I push out a long breath, and she pulls away to meet my eyes. “I’m scared shitless to leave you. I’m terrified I’m going to get on that plane, and you’ll feel like I left you. That eventually you’ll realize you’re better off without the spotlight and drama.”

I hold her tighter. “I’m scared the most real, most perfect thing I’ve ever had in my life will vanish the minute I set foot on that plane, and I won’t be able to get back to find you.”

I close my eyes, just admitting my biggest fear. “But you are more important to me than this. I’m not about to screw this up and risk the chance you might ever think this was all I wanted.” I brush my lips against her cheek. “Believe me, Andie, this is taking every single selfless fiber of my being.”

“I wouldn’t think that.” She moves to sit next to me again but keeps one leg over mine. “And I’m not going to think I’m better off.” I slip my arm around her. “Can I… at least stay in here with you tonight?” Her shyness is cute.

“I don’t want you to go anywhere. Tomorrow is going to come too soon.” I scoot down, and she rests her head on my chest.
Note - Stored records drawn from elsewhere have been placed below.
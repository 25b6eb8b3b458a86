use crate::error::QuoteError;
use crate::helpers::reader::UnifiedReader;
use crate::helpers::xml::XmlAttributeHelper;
use crate::helpers::xml::XmlNodeHelper;
use crate::helpers::xml::XmlReader;
use crate::helpers::xml::XmlTextContextHelper;
use crate::helpers::zip::ZipHelper;
use crate::match_xml_events;
use crate::spreadsheet::cell;
use crate::spreadsheet::cell::Cell;
use crate::spreadsheet::cell::CellType;
use crate::spreadsheet::criteria::Criteria;
use crate::spreadsheet::excel;
use crate::spreadsheet::excel::load_relationships;
use crate::spreadsheet::reference::index_to_reference;
use crate::spreadsheet::reference::reference_to_index;
use crate::spreadsheet::sheet::Sheet;
use crate::spreadsheet::Spreadsheet;
use crate::spreadsheet::SpreadsheetError;
use quick_xml::events::Event;
use quick_xml::name::QName;
use std::borrow::Cow;
use std::io::BufReader;
use zip::read::ZipFile;
use zip::ZipArchive;

const TAG_SHARED_STRING_ITEM: QName = QName(b"si");
const TAG_PHONETIC_TEXT: QName = QName(b"rPh");
const TAG_TEXT: QName = QName(b"t");
const TAG_SHEET: QName = QName(b"sheet");
const TAG_ROW: QName = QName(b"row");
const TAG_CELL: QName = QName(b"c");
const TAG_INLINE_STRING: QName = QName(b"is");
const TAG_VALUE: QName = QName(b"v");

/// An Office Open XML workbook (`.xlsx` or `.xlsm`).
pub struct XlsxSpreadsheet {
    pub name: String,
    zip: ZipArchive<UnifiedReader>,
    /// Worksheets as (name, part path) in workbook order
    sheets: Vec<(String, String)>,
    /// Loaded on first read
    shared_strings: Option<Vec<String>>,
}

impl XlsxSpreadsheet {
    /// Opens a workbook from a local path or `file://` URL.
    pub fn open(file_name: &str) -> Result<XlsxSpreadsheet, QuoteError> {
        Self::from_reader(file_name, UnifiedReader::new(file_name)?)
    }

    /// Opens a workbook package held in memory.
    pub fn from_bytes(name: &str, bytes: Vec<u8>) -> Result<XlsxSpreadsheet, QuoteError> {
        Self::from_reader(name, UnifiedReader::from_bytes(bytes))
    }

    fn from_reader(name: &str, reader: UnifiedReader) -> Result<XlsxSpreadsheet, QuoteError> {
        let (zip, sheets) = excel::open(name, reader, load_workbook)?;
        log::debug!("Opened '{}' with sheets {:?}", name, sheets.iter().map(|(name, _)| name).collect::<Vec<_>>());
        Ok(XlsxSpreadsheet {
            name: name.to_owned(),
            zip,
            sheets,
            shared_strings: None,
        })
    }

    /// Reads `xl/sharedStrings.xml`; a workbook without text cells may omit it.
    fn load_shared_strings(&mut self) -> Result<Vec<String>, QuoteError> {
        let mut shared_strings = Vec::<String>::new();
        let mut reader = match self.zip.xml_reader("xl/sharedStrings.xml")? {
            Some(reader) => reader,
            None => return Ok(shared_strings),
        };

        match_xml_events!(reader => {
            Event::Start(event) if event.name() == TAG_SHARED_STRING_ITEM => {
                let string = read_string_value(&mut reader, TAG_SHARED_STRING_ITEM, false)?;
                shared_strings.push(string);
            }
        });
        Ok(shared_strings)
    }
}

impl Spreadsheet for XlsxSpreadsheet {
    fn name(&self) -> String {
        self.name.to_owned()
    }

    fn sheet_names(&self) -> Vec<String> {
        self.sheets.iter().map(|(name, _)| name.to_owned()).collect()
    }

    /// Cells outside the criteria range are skipped; `t="s"` values are resolved
    /// against the shared string table.
    fn read_sheets(&mut self, criteria: &Criteria) -> Result<Vec<Sheet>, QuoteError> {
        if self.shared_strings.is_none() {
            self.shared_strings = Some(self.load_shared_strings()?);
        }
        let shared_strings = self.shared_strings.as_deref().unwrap_or_default();

        let mut sheets = Vec::<Sheet>::new();
        for (sheet_name, zip_path) in &self.sheets {
            if criteria.sheet_limit_reached(sheets.len()) {
                break;
            } else if !criteria.accept(sheet_name) {
                continue;
            }

            let mut sheet = Sheet::new(&self.name, sheet_name, criteria.range, criteria.rows_limit, criteria.skip_empty_rows);
            let mut row_count = 0usize;
            let mut col_count = 0usize;
            let mut row = 0usize;
            let mut col = 0usize;
            let mut kind = CellType::default();
            let mut is_shared = false;
            let mut value = String::new();
            let mut reader = self.zip.xml_reader(zip_path)?
                .ok_or_else(|| SpreadsheetError::FileError(zip_path.to_owned()))?;
            match_xml_events!(reader => {
                Event::End(event) if event.name() == TAG_ROW => {
                    row_count += 1;
                    col_count = 0;
                }
                Event::Start(event) if event.name() == TAG_CELL => {
                    (row, col) = event.get_attribute_value("r")?
                        .and_then(|reference| reference_to_index(&reference))
                        .unwrap_or((row_count, col_count));
                    row_count = row;
                    col_count = col + 1;
                    value.clear();
                    if sheet.after_row_upper_bound(row) {
                        break;
                    } else if sheet.contains(row, col) {
                        let type_attribute = event.get_attribute_value("t")?;
                        is_shared = type_attribute.as_deref() == Some("s");
                        kind = match cell::from_type_attribute(type_attribute.as_deref()) {
                            CellType::Error if criteria.error_as_null => CellType::Empty,
                            kind => kind,
                        };
                    } else {
                        kind = CellType::default();
                    }
                }
                Event::Start(event) if kind != CellType::Empty && event.name() == TAG_INLINE_STRING => {
                    value = read_string_value(&mut reader, TAG_INLINE_STRING, false)?;
                }
                Event::Start(event) if kind != CellType::Empty && event.name() == TAG_VALUE => {
                    value = read_string_value(&mut reader, TAG_VALUE, true)?;
                }
                Event::End(event) if kind != CellType::Empty && !value.is_empty() && event.name() == TAG_CELL => {
                    if kind == CellType::Error {
                        Err(SpreadsheetError::CellValueError(
                            sheet.file_name.to_owned(),
                            sheet.name.to_owned(),
                            index_to_reference(row, col),
                            value.to_owned(),
                        ))?
                    }
                    if criteria.end_at_empty_row && sheet.is_after_gap(row) {
                        break;
                    }
                    if is_shared {
                        let index = value.trim().parse::<usize>()?;
                        value = shared_strings.get(index).cloned().ok_or_else(|| SpreadsheetError::SharedStringIndexError(
                            sheet.file_name.to_owned(),
                            sheet.name.to_owned(),
                            index_to_reference(row, col),
                            index,
                        ))?;
                    }
                    if !value.is_empty() {
                        sheet.push(Cell {
                            row,
                            col,
                            kind,
                            value: std::mem::take(&mut value),
                        });
                    }
                    kind = CellType::default();
                },
            });
            log::debug!("Read {} cells from sheet '{}' of '{}'", sheet.cells.len(), sheet.name, sheet.file_name);
            sheets.push(sheet);
        }

        Ok(sheets)
    }
}

/// Lists worksheets from `xl/workbook.xml`, resolving each `r:id` through the workbook rels.
fn load_workbook(zip: &mut ZipArchive<UnifiedReader>) -> Result<Vec<(String, String)>, QuoteError> {
    let relationships = load_relationships(zip, "xl/_rels/workbook.xml.rels")?;
    let mut reader = zip.xml_reader("xl/workbook.xml")?
        .ok_or_else(|| SpreadsheetError::FileError("xl/workbook.xml".to_string()))?;
    let mut sheets: Vec<(String, String)> = Vec::new();
    match_xml_events!(reader => {
        Event::Start(event) if event.name() == TAG_SHEET => {
            let mut name = None::<Cow<str>>;
            let mut id = None::<Cow<str>>;
            for result in event.attributes() {
                let attribute = result?;
                let key = attribute.key.local_name();
                if key.as_ref() == b"name" {
                    name = Some(attribute.get_value()?);
                } else if key.as_ref() == b"id" {
                    id = Some(attribute.get_value()?);
                }
            }
            if let Some((name, id)) = name.zip(id) {
                if let Some(path) = relationships.get(&id.to_string()) {
                    sheets.push((name.to_string(), path.to_owned()));
                }
            }
        }
    });
    Ok(sheets)
}

/// Collects the text up to `end_tag`, leaving out phonetic (furigana) runs.
///
/// Rich text items keep their text in `<t>` children; `<v>` values are text directly,
/// which `is_text_content` selects.
fn read_string_value(
    reader: &mut XmlReader<BufReader<ZipFile<'_, UnifiedReader>>>,
    end_tag: QName,
    is_text_content: bool,
) -> Result<String, QuoteError> {
    let mut is_phonetic_text = false;
    let mut is_text = is_text_content;
    let mut text = String::new();
    match_xml_events!(reader => {
        Event::End(event) if event.name() == end_tag => break,
        Event::Start(event) if event.name() == TAG_PHONETIC_TEXT => is_phonetic_text = true,
        Event::End(event) if event.name() == TAG_PHONETIC_TEXT => is_phonetic_text = false,
        Event::Start(event) if !is_phonetic_text && event.name() == TAG_TEXT => is_text = true,
        Event::End(event) if is_text && event.name() == TAG_TEXT => is_text = false,
        Event::Text(event) if is_text => text.push_bytes_text(&event)?,
        Event::CData(event) if is_text => text.push_str(&event.xml_content()?),
        Event::GeneralRef(event) if is_text => text.push_bytes_ref(&event)?,
    });
    Ok(text)
}

#[cfg(test)]
mod tests {
    use super::*;
    use crate::spreadsheet::range::Range;
    use pretty_assertions::assert_eq;
    use std::io::Cursor;
    use std::io::Write;
    use zip::write::SimpleFileOptions;
    use zip::ZipWriter;

    const WORKBOOK: &str = r#"<workbook xmlns:r="http://schemas.openxmlformats.org/officeDocument/2006/relationships"><sheets>
        <sheet name="工作表1" sheetId="1" r:id="rId1"/><sheet name="選項價格" sheetId="2" r:id="rId2"/>
    </sheets></workbook>"#;

    const RELATIONSHIPS: &str = r#"<Relationships>
        <Relationship Id="rId1" Type="http://schemas.openxmlformats.org/officeDocument/2006/relationships/worksheet" Target="worksheets/sheet1.xml"/>
        <Relationship Id="rId2" Type="http://schemas.openxmlformats.org/officeDocument/2006/relationships/worksheet" Target="/xl/worksheets/sheet2.xml"/>
        <Relationship Id="rId3" Type="http://schemas.openxmlformats.org/officeDocument/2006/relationships/styles" Target="styles.xml"/>
    </Relationships>"#;

    const SHARED_STRINGS: &str = r#"<sst>
        <si><t>品牌</t></si>
        <si><r><t>車</t></r><r><t>型</t></r><rPh sb="0" eb="1"><t>くるま</t></rPh></si>
        <si><t>Toyota</t></si>
    </sst>"#;

    const VEHICLES: &str = r#"<worksheet><sheetData>
        <row r="1"><c r="A1" t="s"><v>0</v></c><c r="B1" t="s"><v>1</v></c></row>
        <row r="2"><c r="A2" t="s"><v>2</v></c><c t="inlineStr"><is><t>Altis &amp; Cross</t></is></c><c r="C2"><v>4630</v></c></row>
        <row r="4"><c r="A4" t="b"><v>1</v></c><c r="B4" t="e"><v>#N/A</v></c></row>
    </sheetData></worksheet>"#;

    fn package(parts: &[(&str, &str)]) -> Vec<u8> {
        let mut writer = ZipWriter::new(Cursor::new(Vec::new()));
        for (name, content) in parts {
            writer.start_file(*name, SimpleFileOptions::default()).unwrap();
            writer.write_all(content.as_bytes()).unwrap();
        }
        writer.finish().unwrap().into_inner()
    }

    fn workbook() -> XlsxSpreadsheet {
        XlsxSpreadsheet::from_bytes("qiaosi.xlsx", package(&[
            ("xl/workbook.xml", WORKBOOK),
            ("xl/_rels/workbook.xml.rels", RELATIONSHIPS),
            ("xl/sharedStrings.xml", SHARED_STRINGS),
            ("xl/worksheets/sheet1.xml", VEHICLES),
            ("xl/worksheets/sheet2.xml", "<worksheet><sheetData/></worksheet>"),
        ])).unwrap()
    }

    fn values(sheet: &Sheet) -> Vec<(String, CellType, String)> {
        sheet.cells.iter().map(|cell| (cell.reference(), cell.kind, cell.value.to_owned())).collect()
    }

    #[test]
    fn sheet_names_follow_workbook_order() {
        assert_eq!(workbook().sheet_names(), vec!["工作表1", "選項價格"]);
    }

    #[test]
    fn read_cells() {
        let sheets = workbook().read_sheets(&Criteria::default()).unwrap();
        assert_eq!(sheets.len(), 2);
        assert_eq!(values(&sheets[0]), vec![
            ("A1".to_owned(), CellType::Text, "品牌".to_owned()),
            ("B1".to_owned(), CellType::Text, "車型".to_owned()),
            ("A2".to_owned(), CellType::Text, "Toyota".to_owned()),
            ("B2".to_owned(), CellType::Text, "Altis & Cross".to_owned()),
            ("C2".to_owned(), CellType::Number, "4630".to_owned()),
            ("A4".to_owned(), CellType::Boolean, "1".to_owned()),
        ]);
        assert!(sheets[1].is_empty());
    }

    #[test]
    fn error_cells_fail_unless_null() {
        let criteria = Criteria {
            error_as_null: false,
            ..Criteria::default()
        };
        let error = workbook().read_sheets(&criteria).err().expect("error cell in B4");
        assert!(matches!(error, QuoteError::SpreadsheetError(SpreadsheetError::CellValueError(_, _, ref reference, _)) if reference == "B4"));
    }

    #[test]
    fn range_and_gap_stop_reading() {
        let criteria = Criteria {
            range: Some(Range::try_from("A1:B2").unwrap()),
            ..Criteria::for_sheet(glob::Pattern::new("工作表*").unwrap())
        };
        let sheets = workbook().read_sheets(&criteria).unwrap();
        assert_eq!(sheets.len(), 1);
        assert_eq!(sheets[0].cells.len(), 4);

        let criteria = Criteria {
            end_at_empty_row: true,
            ..Criteria::default()
        };
        let sheets = workbook().read_sheets(&criteria).unwrap();
        assert_eq!(sheets[0].cells.len(), 5);
    }

    #[test]
    fn package_without_sheets_is_empty() {
        let bytes = package(&[
            ("xl/workbook.xml", "<workbook><sheets/></workbook>"),
            ("xl/_rels/workbook.xml.rels", "<Relationships/>"),
        ]);
        let error = XlsxSpreadsheet::from_bytes("empty.xlsx", bytes).err().expect("no sheets");
        assert!(matches!(error, QuoteError::SpreadsheetError(SpreadsheetError::SpreadsheetEmptyError(_))));
    }
}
“I’m not ready for you to leave.”

“Me either.” That is the understatement of the century.

“I’m not sure I’m ready to see your pretty boy face all over my feed again, only wearing black and yellow.” I hear the smile in her voice. “I wonder if Arizona knows what a slow-ass old man they’re getting?”

I tickle her ribs, and she wiggles and laughs, and it’s the best sound in the entire world. It sounds like hope and peace and possibility. It might even sound just a little like love.